The in vivo study backed up the model study that showed adding sugar and vitamin C to green tea enhanced the body's ability to absorb polyphenols. Ferruzzi said that adding lemon juice or other citrus juice to tea would do the trick, or consumers could look for ready-to-drink products that contain 100 percent of the recommended amount of vitamin C or ascorbic acid on the ingredient list.

"Having that vitamin C seems to do it," Ferruzzi said. "And if you don't want to squeeze a lemon into your cup, just have a glass of juice with your green tea."

Connie Weaver, head of the National Institutes of Health Purdue University-University of Alabama at Birmingham Botanical Research Center for Age-Related Diseases, which funded the research, said the study's focus was an important part of understanding how to get the most out of compounds considered beneficial.

"There is a lot of interest in bioactive materials to protect people from disease and promote better health," Weaver said. "What's been totally ignored is the way these materials are found in foods in combination with other ingredients. How they're involved in the food matrix can affect how you absorb these health promoters."

Ferruzzi said the next step in the research is to stage a human clinical trial.

Writer: Brian Wallheimer, 765-496-2050,

Source: Mario Ferruzzi, 765-494-0625,

Ag Communications: (765) 494-8415;
Steve Leer,
Agriculture News Page

An in vivo study supports earlier research showing that adding ascorbic acid and sugar to green tea may increase the amount of antioxidants the body is able to absorb, said Mario Ferruzzi, associate professor of food science and nutrition. (Purdue Agricultural Communications file photo/Tom Campbell)

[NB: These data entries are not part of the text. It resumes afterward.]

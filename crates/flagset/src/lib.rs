//! Declarative command-line flag parsing.
//!
//! Register typed flags against storage you own, then parse an argument
//! vector into that storage:
//! - `--name value`, `-n value` for integers, floats and strings
//! - `--list a b c` for string lists (greedy until the next `-` token)
//! - `--flag`, `-f`, `-abc` for booleans
//!
//! Long names may be given aliases pointing at existing flags. Errors are
//! collected during the scan and returned in token order; callers choose
//! whether they are fatal via [`ParseMode`].

mod coerce;
mod error;
mod flag;
mod set;
mod token;

pub use error::{FlagError, LookupError, ParseErrors};
pub use flag::{FlagKind, FlagSpec, FlagValue, value_of};
pub use set::{FlagSet, ParseMode};
use anyhow::{Context, Result, bail};
use serde::{Deserialize, Serialize};
use std::fs;
use std::path::{Path, PathBuf};

pub const DEFAULT_DECLARATION_NAME: &str = "flags.json";
pub const DECLARATION_SCHEMA_VERSION: u32 = 1;

/// A JSON description of the flags a program accepts.
#[derive(Debug, Clone, Default, Serialize, Deserialize)]
#[serde(rename_all = "camelCase")]
pub struct Declaration {
    #[serde(default, skip_serializing_if = "Option::is_none")]
    pub schema_version: Option<u32>,

    /// Program name placed at argv[0] (defaults to `flagcheck`).
    #[serde(default, skip_serializing_if = "Option::is_none")]
    pub program: Option<String>,

    #[serde(default)]
    pub flags: Vec<FlagDecl>,

    #[serde(default, skip_serializing_if = "Vec::is_empty")]
    pub aliases: Vec<AliasDecl>,
}

#[derive(Debug, Clone, PartialEq, Serialize, Deserialize)]
#[serde(rename_all = "camelCase")]
pub struct FlagDecl {
    pub name: String,

    #[serde(default, skip_serializing_if = "String::is_empty")]
    pub description: String,

    #[serde(flatten)]
    pub default: FlagDefault,
}

/// Flag type plus its default. A missing `default` is the type's zero value.
#[derive(Debug, Clone, PartialEq, Serialize, Deserialize)]
#[serde(tag = "type", rename_all = "kebab-case")]
pub enum FlagDefault {
    Integer {
        #[serde(default)]
        default: i64,
    },
    Float {
        #[serde(default)]
        default: f64,
    },
    String {
        #[serde(default)]
        default: String,
    },
    StringList {
        #[serde(default)]
        default: Vec<String>,
    },
    Boolean {
        #[serde(default)]
        default: bool,
    },
}

/// `--long` resolves to the flag named `short`.
#[derive(Debug, Clone, PartialEq, Eq, Serialize, Deserialize)]
pub struct AliasDecl {
    pub long: String,
    pub short: String,
}

pub fn load_declaration(path: &Path) -> Result<Declaration> {
    if !path.exists() {
        bail!("flag declaration not found: {}", path.display());
    }

    let contents = fs::read_to_string(path)
        .with_context(|| format!("failed to read flag declaration: {}", path.display()))?;
    let decl: Declaration = serde_json::from_str(&contents)
        .with_context(|| format!("failed to parse flag declaration JSON: {}", path.display()))?;

    if let Some(version) = decl.schema_version {
        if version > DECLARATION_SCHEMA_VERSION {
            bail!(
                "unsupported schemaVersion {version} in {} (expected {DECLARATION_SCHEMA_VERSION})",
                path.display()
            );
        }
    }

    Ok(decl)
}

pub fn sample_declaration() -> Declaration {
    Declaration {
        schema_version: Some(DECLARATION_SCHEMA_VERSION),
        program: Some("example".to_string()),
        flags: vec![
            FlagDecl {
                name: "n".to_string(),
                description: "Number of iterations".to_string(),
                default: FlagDefault::Integer { default: 1 },
            },
            FlagDecl {
                name: "ratio".to_string(),
                description: "Sampling ratio".to_string(),
                default: FlagDefault::Float { default: 0.5 },
            },
            FlagDecl {
                name: "output".to_string(),
                description: "Output path".to_string(),
                default: FlagDefault::String {
                    default: "-".to_string(),
                },
            },
            FlagDecl {
                name: "tags".to_string(),
                description: "Labels to attach".to_string(),
                default: FlagDefault::StringList { default: Vec::new() },
            },
            FlagDecl {
                name: "v".to_string(),
                description: "Verbose output".to_string(),
                default: FlagDefault::Boolean { default: false },
            },
        ],
        aliases: vec![
            AliasDecl {
                long: "count".to_string(),
                short: "n".to_string(),
            },
            AliasDecl {
                long: "verbose".to_string(),
                short: "v".to_string(),
            },
        ],
    }
}

pub fn write_sample_declaration(dir: &Path, overwrite: bool) -> Result<PathBuf> {
    let dest = dir.join(DEFAULT_DECLARATION_NAME);
    if dest.exists() && !overwrite {
        bail!(
            "{} already exists (use --force to overwrite)",
            dest.display()
        );
    }

    fs::create_dir_all(dir)
        .with_context(|| format!("failed to create directory: {}", dir.display()))?;

    let mut out = serde_json::to_string_pretty(&sample_declaration())
        .context("failed to serialize flag declaration")?;
    out.push('\n');

    let tmp = dest.with_extension("tmp");
    fs::write(&tmp, out.as_bytes())
        .with_context(|| format!("failed to write {}", tmp.display()))?;
    fs::rename(&tmp, &dest)
        .with_context(|| format!("failed to move {} into place", dest.display()))?;
    Ok(dest)
}

#[cfg(test)]
mod tests {
    use super::*;
    use std::time::{SystemTime, UNIX_EPOCH};

    fn make_temp_dir(prefix: &str) -> PathBuf {
        let nanos = SystemTime::now()
            .duration_since(UNIX_EPOCH)
            .unwrap()
            .as_nanos();
        let pid = std::process::id();
        let dir = std::env::temp_dir().join(format!("flagcheck-{prefix}-{pid}-{nanos}"));
        fs::create_dir_all(&dir).unwrap();
        dir
    }

    #[test]
    fn declaration_deserializes_camel_case() {
        let json = r#"{
  "schemaVersion": 1,
  "program": "demo",
  "flags": [
    { "name": "n", "type": "integer", "default": 3, "description": "count" },
    { "name": "r", "type": "float", "default": 2 },
    { "name": "tags", "type": "string-list", "default": ["a"] },
    { "name": "v", "type": "boolean" }
  ],
  "aliases": [ { "long": "count", "short": "n" } ]
}"#;
        let d: Declaration = serde_json::from_str(json).unwrap();
        assert_eq!(d.schema_version, Some(1));
        assert_eq!(d.program.as_deref(), Some("demo"));
        assert_eq!(d.flags.len(), 4);
        assert_eq!(d.flags[0].description, "count");
        assert_eq!(d.flags[0].default, FlagDefault::Integer { default: 3 });
        assert_eq!(d.flags[1].default, FlagDefault::Float { default: 2.0 });
        assert_eq!(
            d.flags[2].default,
            FlagDefault::StringList {
                default: vec!["a".to_string()]
            }
        );
        assert_eq!(d.flags[3].default, FlagDefault::Boolean { default: false });
        assert_eq!(
            d.aliases,
            vec![AliasDecl {
                long: "count".to_string(),
                short: "n".to_string()
            }]
        );
    }

    #[test]
    fn unknown_flag_type_is_rejected() {
        let json = r#"{ "flags": [ { "name": "x", "type": "duration" } ] }"#;
        assert!(serde_json::from_str::<Declaration>(json).is_err());
    }

    #[test]
    fn sample_declaration_round_trips_through_disk() {
        let dir = make_temp_dir("sample");
        let dest = write_sample_declaration(&dir, false).unwrap();
        let loaded = load_declaration(&dest).unwrap();
        assert_eq!(loaded.flags, sample_declaration().flags);
        assert_eq!(loaded.aliases, sample_declaration().aliases);

        let err = write_sample_declaration(&dir, false).unwrap_err();
        assert!(err.to_string().contains("already exists"));
        assert!(write_sample_declaration(&dir, true).is_ok());

        let _ = fs::remove_dir_all(&dir);
    }

    #[test]
    fn newer_schema_version_is_rejected() {
        let dir = make_temp_dir("schema");
        let path = dir.join(DEFAULT_DECLARATION_NAME);
        fs::write(&path, r#"{ "schemaVersion": 2, "flags": [] }"#).unwrap();
        let err = load_declaration(&path).unwrap_err();
        assert!(err.to_string().contains("unsupported schemaVersion 2"));

        let _ = fs::remove_dir_all(&dir);
    }
}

A publication-quality photo is available at



Formulation with Ascorbic Acid and Sucrose Modulates
Catechin Bioavailability from Green Tea

 Catrina M. Peters, Rodney J. Green, Elsa M. Janle
and Mario G. Ferruzzi

In order to investigate the impact of common food ingredients on catechin absorption, green tea (GT) extract (50 mg) was formulated plain, with sucrose (GT+S), with ascorbic acid (GT+AA) and with sucrose and ascorbic acid (GT+S+AA). Bioavailability and bioaccessibility were assessed in Sprague Dawley rats and an in vitro digestion/Caco-2 cell model respectively. Absorption of epigallocatechin (EGC) and epigallocatechin gallate (EGCG) was significantly (P<0.05) enhanced in GT+S+AA formulations (AUC0-6h= 3237.0 and 181.8 pmol*h/L plasma respectively) relative to GT control (AUC0-6h = 1304.1 and 61.0 pmol*h/L plasma respectively). In vitro digestive recovery was higher for EGC and epicatechin (EC) ( 51-53%) relative to EGCG and epicatechin gallate (ECG) (< 20%) and was modestly enhanced in GT+S and GT+S+AA formulations. Accumulation of EGC, EGCG and ECG by Caco-2 cells was significantly (P<0.05) higher from GT+S+AA compared to other formulations while retention of catechins was enhanced in presence of ascorbic acid. These data suggest that formulation with sucrose and ascorbic acid may improve catechin bioavailability by enhancing bioaccessibility and intestinal uptake from tea.